Hopes are high that the meeting Friday in Finland might be a first step in bringing peace after more than a quarter of a century of conflict in Aceh.
Until last month, there was little hope of any resolution, but the devastating earthquake and tsunami has changed the political and geographical landscape in Aceh. As many as a quarter-million people died in Aceh in the disaster.
The shared misery has given a window of opportunity for talks, and former Finnish President Martti Ahtisaari is to be involved in bringing the two sides together.
The Indonesian government has indicated its seriousness by sending a delegation of three senior ministers, including the coordinating minister for politics and security, Admiral Widodo.
But observers say that it will not be easy to bridge suspicions entrenched by 28 years of bitter conflict.

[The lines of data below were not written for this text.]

//! Adaptive training balance between the generator and the discriminator.
//!
//! Every iteration the controller looks at the losses observed after the last optimizer step
//! and decides which of the three adversarial steps to run, so that neither network gets too
//! far ahead of the other:
//!
//! 1. discriminator on generated images, while `fake_loss` is above its watermark;
//! 2. generator, while `gen_loss` is above its watermark;
//! 3. discriminator on real images, while `real_loss` is above its watermark.
//!
//! The checks are independent and always run in that order. Each step that runs replaces the
//! whole [`LossTriple`], and the checks after it already see the new values.

use std::fmt;

use log::trace;
use serde::{Deserialize, Serialize};

use crate::error::ConfigErr;

/// The three most recently observed losses.
#[derive(Debug, Clone, Copy, PartialEq, Serialize, Deserialize)]
pub struct LossTriple {
    pub real_loss: f32,
    pub fake_loss: f32,
    pub gen_loss: f32,
}

impl LossTriple {
    /// The losses the controller starts from: both discriminator losses high enough to train the
    /// discriminator first, the generator loss low.
    pub const INITIAL: Self = Self::new(1.0, 1.0, 0.0);

    pub const fn new(real_loss: f32, fake_loss: f32, gen_loss: f32) -> Self {
        Self {
            real_loss,
            fake_loss,
            gen_loss,
        }
    }

    /// Whether the three losses are finite numbers.
    pub fn is_finite(&self) -> bool {
        self.real_loss.is_finite() && self.fake_loss.is_finite() && self.gen_loss.is_finite()
    }

    /// The loss a given step is meant to bring down.
    pub fn of(&self, kind: StepKind) -> f32 {
        match kind {
            StepKind::DiscriminatorOnFake => self.fake_loss,
            StepKind::Generator => self.gen_loss,
            StepKind::DiscriminatorOnReal => self.real_loss,
        }
    }
}

impl Default for LossTriple {
    fn default() -> Self {
        Self::INITIAL
    }
}

impl fmt::Display for LossTriple {
    fn fmt(&self, f: &mut fmt::Formatter<'_>) -> fmt::Result {
        write!(
            f,
            "real {:.4}, fake {:.4}, gen {:.4}",
            self.real_loss, self.fake_loss, self.gen_loss
        )
    }
}

/// How many steps of each kind ran since the last reset.
#[derive(Debug, Clone, Copy, Default, PartialEq, Eq, Serialize, Deserialize)]
pub struct StepCounters {
    pub real_steps: u64,
    pub fake_steps: u64,
    pub gen_steps: u64,
}

impl StepCounters {
    pub fn get(&self, kind: StepKind) -> u64 {
        match kind {
            StepKind::DiscriminatorOnFake => self.fake_steps,
            StepKind::Generator => self.gen_steps,
            StepKind::DiscriminatorOnReal => self.real_steps,
        }
    }

    pub fn total(&self) -> u64 {
        self.real_steps + self.fake_steps + self.gen_steps
    }

    fn bump(&mut self, kind: StepKind) {
        match kind {
            StepKind::DiscriminatorOnFake => self.fake_steps += 1,
            StepKind::Generator => self.gen_steps += 1,
            StepKind::DiscriminatorOnReal => self.real_steps += 1,
        }
    }

    /// Adds the counts of another window to these.
    pub fn absorb(&mut self, other: StepCounters) {
        self.real_steps += other.real_steps;
        self.fake_steps += other.fake_steps;
        self.gen_steps += other.gen_steps;
    }
}

/// One of the three adversarial optimizer steps.
#[derive(Debug, Clone, Copy, PartialEq, Eq, Hash, Serialize, Deserialize)]
#[serde(rename_all = "snake_case")]
pub enum StepKind {
    DiscriminatorOnFake,
    Generator,
    DiscriminatorOnReal,
}

impl StepKind {
    /// The order in which the steps are considered within an iteration.
    pub const ORDER: [StepKind; 3] = [
        StepKind::DiscriminatorOnFake,
        StepKind::Generator,
        StepKind::DiscriminatorOnReal,
    ];
}

impl fmt::Display for StepKind {
    fn fmt(&self, f: &mut fmt::Formatter<'_>) -> fmt::Result {
        let s = match self {
            StepKind::DiscriminatorOnFake => "discriminator on fake",
            StepKind::Generator => "generator",
            StepKind::DiscriminatorOnReal => "discriminator on real",
        };

        f.write_str(s)
    }
}

fn default_fake_watermark() -> f32 {
    Thresholds::DEFAULT.fake_loss_high_watermark
}

fn default_gen_watermark() -> f32 {
    Thresholds::DEFAULT.gen_loss_high_watermark
}

fn default_real_watermark() -> f32 {
    Thresholds::DEFAULT.real_loss_high_watermark
}

/// The loss levels above which each step runs. A loss exactly at its watermark doesn't trigger
/// the step.
#[derive(Debug, Clone, Copy, PartialEq, Serialize, Deserialize)]
pub struct Thresholds {
    #[serde(default = "default_fake_watermark")]
    pub fake_loss_high_watermark: f32,
    #[serde(default = "default_gen_watermark")]
    pub gen_loss_high_watermark: f32,
    #[serde(default = "default_real_watermark")]
    pub real_loss_high_watermark: f32,
}

impl Thresholds {
    pub const DEFAULT: Self = Self {
        fake_loss_high_watermark: 0.6,
        gen_loss_high_watermark: 0.5,
        real_loss_high_watermark: 0.45,
    };

    /// Creates a new set of validated `Thresholds`.
    ///
    /// # Arguments
    /// * `fake` - Watermark of the discriminator loss on generated images.
    /// * `generator` - Watermark of the generator loss.
    /// * `real` - Watermark of the discriminator loss on real images.
    ///
    /// # Errors
    /// `ConfigErr::InvalidWatermark` if any of them is negative or not finite.
    pub fn new(fake: f32, generator: f32, real: f32) -> Result<Self, ConfigErr> {
        let thresholds = Self {
            fake_loss_high_watermark: fake,
            gen_loss_high_watermark: generator,
            real_loss_high_watermark: real,
        };

        thresholds.validate()?;
        Ok(thresholds)
    }

    /// Checks that every watermark is a finite, non negative number.
    pub fn validate(&self) -> Result<(), ConfigErr> {
        let watermarks = [
            ("fake_loss_high_watermark", self.fake_loss_high_watermark),
            ("gen_loss_high_watermark", self.gen_loss_high_watermark),
            ("real_loss_high_watermark", self.real_loss_high_watermark),
        ];

        for (name, value) in watermarks {
            if !value.is_finite() || value < 0. {
                return Err(ConfigErr::InvalidWatermark { name, value });
            }
        }

        Ok(())
    }

    pub fn watermark(&self, kind: StepKind) -> f32 {
        match kind {
            StepKind::DiscriminatorOnFake => self.fake_loss_high_watermark,
            StepKind::Generator => self.gen_loss_high_watermark,
            StepKind::DiscriminatorOnReal => self.real_loss_high_watermark,
        }
    }

    /// Which watermarks `losses` is above.
    pub fn classify(&self, losses: &LossTriple) -> BalanceState {
        let high = |kind| losses.of(kind) > self.watermark(kind);

        BalanceState {
            fake_high: high(StepKind::DiscriminatorOnFake),
            gen_high: high(StepKind::Generator),
            real_high: high(StepKind::DiscriminatorOnReal),
        }
    }
}

impl Default for Thresholds {
    fn default() -> Self {
        Self::DEFAULT
    }
}

/// The subset of watermark conditions that currently hold. With none of them the training is
/// balanced and an iteration runs no step.
#[derive(Debug, Clone, Copy, PartialEq, Eq, Default)]
pub struct BalanceState {
    pub fake_high: bool,
    pub gen_high: bool,
    pub real_high: bool,
}

impl BalanceState {
    pub fn is_balanced(&self) -> bool {
        !(self.fake_high || self.gen_high || self.real_high)
    }
}

/// The three adversarial optimizer steps the controller drives.
///
/// Every step draws what else it needs (e.g. generator noise) on its own, applies exactly one
/// update to the parameters it owns and returns the three losses observed after that update.
pub trait AdversarialSteps {
    /// The batch of real data handed to every step of an iteration.
    type Batch: ?Sized;
    type Error;

    /// One update of the discriminator on the loss of freshly generated images.
    fn step_discriminator_on_fake(&mut self, batch: &Self::Batch)
    -> Result<LossTriple, Self::Error>;

    /// One update of the generator on its loss.
    fn step_generator(&mut self, batch: &Self::Batch) -> Result<LossTriple, Self::Error>;

    /// One update of the discriminator on the loss of `batch`.
    fn step_discriminator_on_real(&mut self, batch: &Self::Batch)
    -> Result<LossTriple, Self::Error>;
}

fn run_step<S>(steps: &mut S, kind: StepKind, batch: &S::Batch) -> Result<LossTriple, S::Error>
where
    S: AdversarialSteps + ?Sized,
{
    match kind {
        StepKind::DiscriminatorOnFake => steps.step_discriminator_on_fake(batch),
        StepKind::Generator => steps.step_generator(batch),
        StepKind::DiscriminatorOnReal => steps.step_discriminator_on_real(batch),
    }
}

/// What a single iteration did.
#[derive(Debug, Clone, PartialEq)]
pub struct Iteration {
    /// The losses after the iteration.
    pub losses: LossTriple,
    /// The counters after the iteration.
    pub counters: StepCounters,
    /// The steps that ran, in order.
    pub steps: Vec<StepKind>,
}

/// Decides, iteration by iteration, which adversarial steps run.
///
/// The controller owns nothing but the last observed losses and the step counters of the
/// current reporting window; the networks stay with the [`AdversarialSteps`] implementation.
#[derive(Debug, Clone)]
pub struct BalanceController {
    thresholds: Thresholds,
    losses: LossTriple,
    counters: StepCounters,
}

impl BalanceController {
    /// Creates a new `BalanceController` starting from [`LossTriple::INITIAL`].
    ///
    /// # Arguments
    /// * `thresholds` - The watermarks for the whole run.
    ///
    /// # Errors
    /// `ConfigErr::InvalidWatermark` if `thresholds` is invalid.
    pub fn new(thresholds: Thresholds) -> Result<Self, ConfigErr> {
        Self::with_losses(thresholds, LossTriple::INITIAL)
    }

    /// Creates a new `BalanceController` starting from the given losses.
    pub fn with_losses(thresholds: Thresholds, losses: LossTriple) -> Result<Self, ConfigErr> {
        thresholds.validate()?;

        Ok(Self {
            thresholds,
            losses,
            counters: StepCounters::default(),
        })
    }

    pub fn thresholds(&self) -> &Thresholds {
        &self.thresholds
    }

    pub fn losses(&self) -> LossTriple {
        self.losses
    }

    pub fn counters(&self) -> StepCounters {
        self.counters
    }

    /// The watermark conditions holding for the current losses.
    pub fn state(&self) -> BalanceState {
        self.thresholds.classify(&self.losses)
    }

    /// Zeroes the step counters, leaving the losses untouched.
    ///
    /// # Returns
    /// The counters of the window that just ended.
    pub fn reset_counters(&mut self) -> StepCounters {
        std::mem::take(&mut self.counters)
    }

    /// Runs one iteration: every step whose loss is above its watermark, in
    /// [`StepKind::ORDER`], each one deciding on the losses left by the previous.
    ///
    /// # Arguments
    /// * `steps` - The implementation of the adversarial steps.
    /// * `batch` - The real batch of this iteration, shared by every step.
    ///
    /// # Returns
    /// What the iteration did, or the error of the first failing step as is. Steps that ran
    /// before the failure are kept in the losses and the counters.
    pub fn iterate<S>(&mut self, steps: &mut S, batch: &S::Batch) -> Result<Iteration, S::Error>
    where
        S: AdversarialSteps + ?Sized,
    {
        let mut taken = Vec::with_capacity(StepKind::ORDER.len());

        for kind in StepKind::ORDER {
            let loss = self.losses.of(kind);
            let watermark = self.thresholds.watermark(kind);
            if loss <= watermark || loss.is_nan() {
                continue;
            }

            trace!("running the {kind} step, its loss {loss} is above {watermark}");
            self.losses = run_step(steps, kind, batch)?;
            self.counters.bump(kind);
            taken.push(kind);
        }

        Ok(Iteration {
            losses: self.losses,
            counters: self.counters,
            steps: taken,
        })
    }
}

"There is no downside for either party going to these talks: the question is, is there a willingness beyond getting to the talks," says Sidney Jones, head of the South East Asia office of the International Crisis Group.
About 15,000 people have been killed in the conflict, many of them civilian victims of the army's attempts to crush the rebels.
Aceh, the northern-most province on Sumatra island, is rich in natural resources. The separatists say the government denies the Acehnese a full share in the profits from those resources.
The rebels, known by their Indonesian initials GAM, say they are willing to negotiate without conditions, and the government says it is willing to consider anything short of independence.
Few observers doubt that it will be difficult to find a mutually acceptable solution, but they say that after the earthquake, there is a better chance of peace than there has been for years.